On Track At Last

If you know anything about my life, then you know that it’s parabolic. I didn’t ask for it to be that way & yet I’ve come to accept that my life has never & will never be linear. Maybe, I don’t deserve linearity. Maybe, linearity is just a warm blanket for people who crave continuity, even when that’s not possible. Maybe, retrograde orbits are ineffective, distracted, but ultimately dedicated orbits that simply arrive at their destinations ON THEIR OWN DAMN TIME. Whatever the reason, the point is, none of the great things in my life have come easily, not relationships, not publications, not grad school, not spiritual conquest, & certainly not academic jobs.

And yet, here I am now, in a strange & beautiful galaxy for the first time. After negotiating my job offer for a long & grueling week (where I constantly doubted myself & thought about horror stories of rescinded offers by small religious liberal arts colleges) & then waiting a long & torturous month for my contract to finally arrive via express mail, I can now officially say that I’ve accepted an offer to be the new assistant professor of English & creative writing at Bowling Green State University, starting in August. If you’d told me this three months ago, I would have laughed in your face & told you not to fuck with my head, I would have told you that my exclusion from academia would always sting, but at least I had a dope backup plan when my campus visits didn’t lead to a tenure-track offer. But 2019 was the year my search for a tenure track job came true, my friends, & I’m overjoyed, humbled, a little shocked, & well, so fucking happy about this next chapter in my life.

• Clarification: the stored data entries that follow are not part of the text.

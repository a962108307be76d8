//! Seasonal-average fallback used when neither ensemble member is usable

use crate::error::{ForecastError, Result};
use crate::models::{FittedModel, ForecastModel, ModelForecast, ModelKind};
use sov_math::stats::{mean, normal_quantile};

const MODEL_NAME: &str = "seasonal-naive";
/// Observations averaged when the history is shorter than one cycle
const RECENT_WINDOW: usize = 3;

/// Seasonal naive model
#[derive(Debug, Clone)]
pub struct SeasonalNaive {
    seasonal_period: usize,
}

impl SeasonalNaive {
    /// Create a new seasonal naive model
    pub fn new(seasonal_period: usize) -> Self {
        Self { seasonal_period }
    }
}

/// Per-position averages of a history
#[derive(Debug, Clone)]
pub struct FittedSeasonalNaive {
    /// Forecast for each position in the cycle
    levels: Vec<f64>,
    n: usize,
    sigma: f64,
}

impl ForecastModel for SeasonalNaive {
    type Fitted = FittedSeasonalNaive;

    fn fit(&self, history: &[f64]) -> Result<FittedSeasonalNaive> {
        let observed: Vec<f64> = history.iter().copied().filter(|v| v.is_finite()).collect();
        if observed.is_empty() {
            return Err(ForecastError::model_fit(
                MODEL_NAME,
                "history has no observed values",
            ));
        }
        let recent_start = observed.len().saturating_sub(RECENT_WINDOW);
        let recent = mean(&observed[recent_start..]).unwrap_or(0.0);

        let period = self.seasonal_period.max(1);
        let levels = if history.len() >= period && period > 1 {
            (0..period)
                .map(|position| {
                    let values: Vec<f64> = history
                        .iter()
                        .skip(position)
                        .step_by(period)
                        .copied()
                        .filter(|v| v.is_finite())
                        .collect();
                    mean(&values).unwrap_or(recent)
                })
                .collect()
        } else {
            vec![recent]
        };

        // in-sample errors of predicting each value by the previous one
        let errors: Vec<f64> = observed.windows(2).map(|w| w[1] - w[0]).collect();
        let sigma = if errors.is_empty() {
            0.0
        } else {
            (errors.iter().map(|e| e * e).sum::<f64>() / errors.len() as f64).sqrt()
        };

        Ok(FittedSeasonalNaive {
            levels,
            n: history.len(),
            sigma,
        })
    }

    fn kind(&self) -> ModelKind {
        ModelKind::SeasonalNaive
    }
}

impl FittedModel for FittedSeasonalNaive {
    fn forecast(&self, horizon: usize, confidence_level: f64) -> Result<ModelForecast> {
        let quantile = normal_quantile(confidence_level)?;
        let period = self.levels.len();
        let values: Vec<f64> = (self.n..self.n + horizon)
            .map(|t| self.levels[t % period])
            .collect();
        let half_widths: Vec<f64> = (0..horizon)
            .map(|h| quantile * self.sigma * ((1 + h) as f64).sqrt())
            .collect();
        ModelForecast::from_half_widths(values, &half_widths)
    }

    fn describe(&self) -> String {
        format!("seasonal-naive(period={})", self.levels.len())
    }
}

There are so many things I loved about my campus visit (the faculty, the dean, & the MFA students for one, the spacious campus, the meditation room, the many fine arts programs at Bowling Green, for another, not to mention the ability to teach both lit and CW classes, the feeling of being home that always comes with being in the Midwest for me, & then there’s Bowling Green’s legit institutional support, proximity to Chicago, & did I mention really smart, supportive, open-minded, & talented colleagues?). At the end of the day, I found the right home for me & so did my future colleagues, right when I was about to give up.

I know there are many talented & gifted writers/academics out there grinding their way through another VAP, adjunct, or lecturer position. I was one of them for five years. I know that many of them will stay in the game for as long as possible with the hopes of one day scoring a tenure track job they (absolutely) deserve & I also know that many of them, most of them, never will, not because they’re not good enough, but because of excess supply, credential inflation, insane job requirements, & the increasing use of the lit & creative writing PhD as a magic bullet to fill a hundred holes in the department. The academic labor market is cruel AF. Salaries are compressed. Academia has been adjunctified. But I’m here to tell readers that sometimes, it DOES work out, that while scoring a tenure track job in academia/CW is still incredibly difficult, it isn’t impossible. I’m also here to tell readers that there’s absolutely no shame in leaving academia to find a job that understands your worth & is willing to pay you for it. In fact, we’re all obligated to do that, some earlier than others. One of the first things I hope to tell my future MFA students in a professional development class, for example, is how fucking bleak the market really is. I wanna help them stop fetishizing academia & understand that they can be wildly successful without having to work in academia. In fact, they’ll probably be much happier that way.

As for me, I’m stoked that I found the right place for me where I can be a (non) fiction writer, scholar, mentor, colleague, Midwesterner, Buddhist, husband, & global citizen, all at once. I mean, it wasn’t so long ago that I’d stopped hoping for this dream and it wasn’t so long ago that I was searching for a parallel life in another world where my life didn’t hurt so much.